CPF provide some funding to our London programme [disclaimer alert], and we are featured in the report as an example of good practice [double disclaimer!], but there is real validity in the points above. And it should be those that are reported, as well as what has become the headline (Cut back second tier non-profits, says major funder).

- and finally, an interesting article from Simon Jenkins in the Times (from October 2006: finger on the pulse, as ever), which includes, on the second page, the following:

"Someone should spur a revival of community participation in Britain. A crash course in parish innovation is needed similar to that which swept Scandinavia in the 1970s and 1980s, enveloping communes, municipalities and mayors. It should capitalise on the wealth that is pouring into many British villages and on the time that many retired people have to spare. Most rural communities in most parts of the world look after their old people without having to call for help from a near bankrupt nationalised industry.

Nor is all lost. The admirable Leicestershire village of Sheepy Magna raised £45,000 in 2003 to convert part of its church into a one-stop community enterprise, with internet access, a baker’s shop, a Fairtrade market and, of all things, a sub-post office. It took nothing but determined local leadership. It can be done, even in England."

Rural social entrepreneurs come forth.....

What is a system social entrepreneur?

Stumbled across an interesting new blog just before Xmas, entitled The Shaftesbury Partnership. It's a name that conjures up any number of interesting possibilities, but is in fact a kind of ethical business consultancy working primarily with what it calls "system social entrepreneurs". The people involved include Nat Wei, co-founder of Teach First, and programme director of Future Leaders (recently featured in the Guardian).

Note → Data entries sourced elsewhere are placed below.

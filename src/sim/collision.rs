//! Collision detection
//!
//! Bullets are points; enemies are axis-aligned boxes whose geometry depends
//! on the enemy type. Hits are resolved mark-and-compact: the pass flags
//! spent bullets and dead enemies, and the caller removes them afterwards so
//! no index shifts under an ongoing scan.

use glam::Vec2;

use super::state::{Aircraft, Bullet, Enemy, Player};
use crate::consts::*;

/// Axis-aligned box, open on every edge
#[derive(Debug, Clone, Copy, PartialEq)]
pub struct HitBox {
    pub min: Vec2,
    pub max: Vec2,
}

impl HitBox {
    pub fn new(min: Vec2, max: Vec2) -> Self {
        Self { min, max }
    }

    /// Strict containment: touching an edge is a miss
    pub fn contains(&self, p: Vec2) -> bool {
        p.x > self.min.x && p.x < self.max.x && p.y > self.min.y && p.y < self.max.y
    }
}

/// Hit box for an enemy.
///
/// Troopers are centered horizontally on `pos.x` and the box reaches a full
/// figure height above and below `pos.y` (chute canopy and legs); every other
/// enemy is a plain box anchored at its top-left corner.
pub fn enemy_hitbox(enemy: &Enemy) -> HitBox {
    match enemy {
        Enemy::Trooper(t) => HitBox::new(
            Vec2::new(t.pos.x - t.size.x / 2.0, t.pos.y - t.size.y),
            Vec2::new(t.pos.x + t.size.x / 2.0, t.pos.y + t.size.y),
        ),
        Enemy::Helicopter(a) | Enemy::Jet(a) => HitBox::new(a.pos, a.pos + a.size),
        Enemy::Bomb(b) => HitBox::new(b.pos, b.pos + b.size),
    }
}

/// Outcome of one bullet striking one enemy
#[derive(Debug, Clone, Copy, PartialEq)]
pub enum Hit {
    /// Trooper removed
    Trooper { at: Vec2, had_chute: bool },
    /// Aircraft lost one health point; `destroyed` once it reached zero
    Aircraft {
        impact: Vec2,
        center: Vec2,
        jet: bool,
        destroyed: bool,
    },
    /// Bomb shot out of the sky
    Bomb { at: Vec2 },
}

/// Result of the bullets-vs-enemies pass
#[derive(Debug, Clone, Default)]
pub struct CollisionReport {
    /// Parallel to the bullet slice
    pub spent_bullets: Vec<bool>,
    /// Parallel to the enemy slice
    pub dead_enemies: Vec<bool>,
    /// Hits in resolution order
    pub hits: Vec<Hit>,
}

/// Resolve every bullet against every live enemy.
///
/// Each bullet is consumed by the first enemy it overlaps in iteration order.
/// Aircraft health is decremented in place, so a second bullet in the same
/// pass sees the damaged aircraft; an aircraft is flagged dead in the same
/// step that takes its health to zero.
pub fn resolve_bullet_hits(bullets: &[Bullet], enemies: &mut [Enemy]) -> CollisionReport {
    let mut report = CollisionReport {
        spent_bullets: vec![false; bullets.len()],
        dead_enemies: vec![false; enemies.len()],
        hits: Vec::new(),
    };

    for (bi, bullet) in bullets.iter().enumerate() {
        for (ei, enemy) in enemies.iter_mut().enumerate() {
            if report.dead_enemies[ei] || !enemy_hitbox(enemy).contains(bullet.pos) {
                continue;
            }

            report.spent_bullets[bi] = true;
            let hit = match enemy {
                Enemy::Trooper(t) => {
                    report.dead_enemies[ei] = true;
                    Hit::Trooper {
                        at: t.pos,
                        had_chute: t.has_chute,
                    }
                }
                Enemy::Helicopter(a) => strike(a, bullet.pos, false),
                Enemy::Jet(a) => strike(a, bullet.pos, true),
                Enemy::Bomb(b) => {
                    report.dead_enemies[ei] = true;
                    Hit::Bomb { at: b.pos }
                }
            };
            if let Hit::Aircraft { destroyed: true, .. } = hit {
                report.dead_enemies[ei] = true;
            }
            report.hits.push(hit);
            break;
        }
    }

    report
}

/// Take one health point off an aircraft
fn strike(aircraft: &mut Aircraft, impact: Vec2, jet: bool) -> Hit {
    aircraft.health = aircraft.health.saturating_sub(1);
    Hit::Aircraft {
        impact,
        center: aircraft.pos + aircraft.size / 2.0,
        jet,
        destroyed: aircraft.health == 0,
    }
}

/// True if any falling bomb has reached the base's footprint
pub fn bomb_hits_player(player: &Player, enemies: &[Enemy], scale: f32) -> bool {
    let top = player.pos.y - BASE_HEIGHT * scale / 2.0;
    enemies.iter().any(|enemy| match enemy {
        Enemy::Bomb(b) => over_base(player, b.pos.x, scale) && b.pos.y > top,
        _ => false,
    })
}

/// Whether `x` lies strictly inside the base's horizontal footprint
pub fn over_base(player: &Player, x: f32, scale: f32) -> bool {
    let half_width = BASE_WIDTH * scale / 2.0;
    x > player.pos.x - half_width && x < player.pos.x + half_width
}

/// Remove the flagged items, preserving the order of the rest
pub fn compact<T>(items: &mut Vec<T>, dead: &[bool]) {
    let mut index = 0;
    items.retain(|_| {
        let keep = !dead.get(index).copied().unwrap_or(false);
        index += 1;
        keep
    });
}
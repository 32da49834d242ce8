//! Paratrooper - anti-air turret arcade game
//!
//! Core modules:
//! - `sim`: Simulation (entity store, spawner, collisions, update step)
//! - `engine`: Owns the simulation, input, persistence and frame scheduler
//! - `renderer`: Stateless draw-list generation plus the canvas backend
//! - `persistence`: Key-value storage (LocalStorage on web)
//! - `tuning`: Data-driven game balance

pub mod audio;
pub mod engine;
pub mod highscores;
pub mod input;
pub mod persistence;
pub mod renderer;
pub mod scheduler;
pub mod settings;
pub mod sim;
pub mod tuning;
pub mod viewport;

pub use engine::Engine;
pub use highscores::HighScore;
pub use settings::{QualityPreset, Settings};
pub use tuning::Tuning;
pub use viewport::Viewport;

use std::f32::consts::PI;

/// Game configuration constants, in logical units (multiply by the viewport scale)
pub mod consts {
    /// Fixed simulation timestep in milliseconds (60 Hz, one tick per display refresh)
    pub const TICK_MS: f32 = 1000.0 / 60.0;
    /// Maximum ticks per frame to prevent spiral of death
    pub const MAX_SUBSTEPS: u32 = 8;
    /// Longest frame the driver will account for (backgrounded tabs)
    pub const MAX_FRAME_MS: f32 = 100.0;

    /// Logical playfield width; the scale factor maps it to drawn pixels
    pub const LOGICAL_WIDTH: f32 = 800.0;
    pub const ASPECT_RATIO: f32 = 4.0 / 3.0;

    /// Player base and turret
    pub const BASE_WIDTH: f32 = 80.0;
    pub const BASE_HEIGHT: f32 = 30.0;
    pub const TURRET_WIDTH: f32 = 10.0;
    pub const TURRET_HEIGHT: f32 = 20.0;
    pub const BARREL_LENGTH: f32 = 40.0;
    /// Radians per tick while a rotate key is held
    pub const ROTATION_SPEED: f32 = 0.05;
    /// Bullet speed per tick
    pub const MUZZLE_SPEED: f32 = 15.0;

    /// Enemy sizes
    pub const HELICOPTER_WIDTH: f32 = 60.0;
    pub const HELICOPTER_HEIGHT: f32 = 25.0;
    pub const JET_WIDTH: f32 = 70.0;
    pub const JET_HEIGHT: f32 = 20.0;
    pub const TROOPER_WIDTH: f32 = 10.0;
    pub const TROOPER_HEIGHT: f32 = 40.0;
    pub const BOMB_WIDTH: f32 = 8.0;
    pub const BOMB_HEIGHT: f32 = 12.0;

    /// How far outside the edge aircraft appear
    pub const HELICOPTER_ENTRY_MARGIN: f32 = 50.0;
    pub const JET_ENTRY_MARGIN: f32 = 60.0;
    /// How far outside the edge aircraft are retired
    pub const EXIT_MARGIN: f32 = 100.0;

    /// Troopers land this far above the ground line
    pub const LANDING_OFFSET: f32 = 10.0;
    /// Per-depth offsets of a landed-trooper stack
    pub const STACK_STEP_X: f32 = 10.0;
    pub const STACK_STEP_Y: f32 = 15.0;
    /// Gap between the base and the first landed trooper
    pub const STACK_GAP: f32 = 10.0;

    /// Particle lifetime in ticks
    pub const PARTICLE_LIFE: u32 = 30;
    /// Particle velocity jitter (per axis, total range)
    pub const PARTICLE_SPREAD: f32 = 4.0;
}

/// Clamp a turret angle into [-π, 0] (never aiming below the horizon).
///
/// Angles below the horizon snap to whichever horizontal is nearer.
#[inline]
pub fn clamp_aim(angle: f32) -> f32 {
    if angle > 0.0 {
        if angle > PI / 2.0 { -PI } else { 0.0 }
    } else {
        angle.max(-PI)
    }
}

#[cfg(test)]
mod tests {
    use super::*;

    #[test]
    fn test_clamp_aim_passes_valid_angles() {
        assert_eq!(clamp_aim(-PI / 2.0), -PI / 2.0);
        assert_eq!(clamp_aim(0.0), 0.0);
        assert_eq!(clamp_aim(-PI), -PI);
    }

    #[test]
    fn test_clamp_aim_snaps_to_nearest_horizontal() {
        assert_eq!(clamp_aim(0.3), 0.0);
        assert_eq!(clamp_aim(PI - 0.3), -PI);
        assert_eq!(clamp_aim(-4.0), -PI);
    }
}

So what is a system social entrepreneur? I think it's worth pasting up their entire post on this:

"Social entrepreneurs are those who take aspects of entrepreneurship most commonly but not exclusively associated with the private sector, using it for social good. In its most enhanced form, the business model underlying such entrepreneurship includes an element of income self-generated from the social economy.

There are two main types of social entrepreneur (though on rare occasions both types can appear in one person): community social entrepreneurs and system social entrepreneurs. Community social entrepreneurs are locally based, working at grass-roots level. System social entrepreneurs have both the skills and the inclination to grow initiatives to national size, affecting the entire system. System social entrepreneurship tends to take a strategic top-down approach working on issues that governments and the public see as some of the most intractable and challenging, but by working with community entrepreneurs on a grass-roots level it hopes to make real impact as well on the ground reaching parts that governments and other traditional agencies find harder to reach.

For large-scale social improvement (in the public sphere and elsewhere), both community and system entrepreneurs are needed, working together to address poverty."

It is the differentiation between 'system' and 'community' social entrepreneurs that I find most interesting here. Some might argue there is an element of elitism here (note that community social entrepreneurs don't have the 'skills' or 'inclination' to take things national / scale up, according to these definitions; giving them the opportunity to learn those skills, and gain confidence and ambition to use them might be a thought), but there is also more than a grain of truth. Certainly Teach First and Future Leaders have been strategic, top-down approaches to addressing unmet needs, and appear to be working well (I met Brett Wigdortz, the CEO of Teach First, at a conference recently and was impressed with him and their work). But the division seems slightly too stark to me here, and perhaps over-emphasises the 'rarity' of community social entrepreneurs who start local but grow to become national.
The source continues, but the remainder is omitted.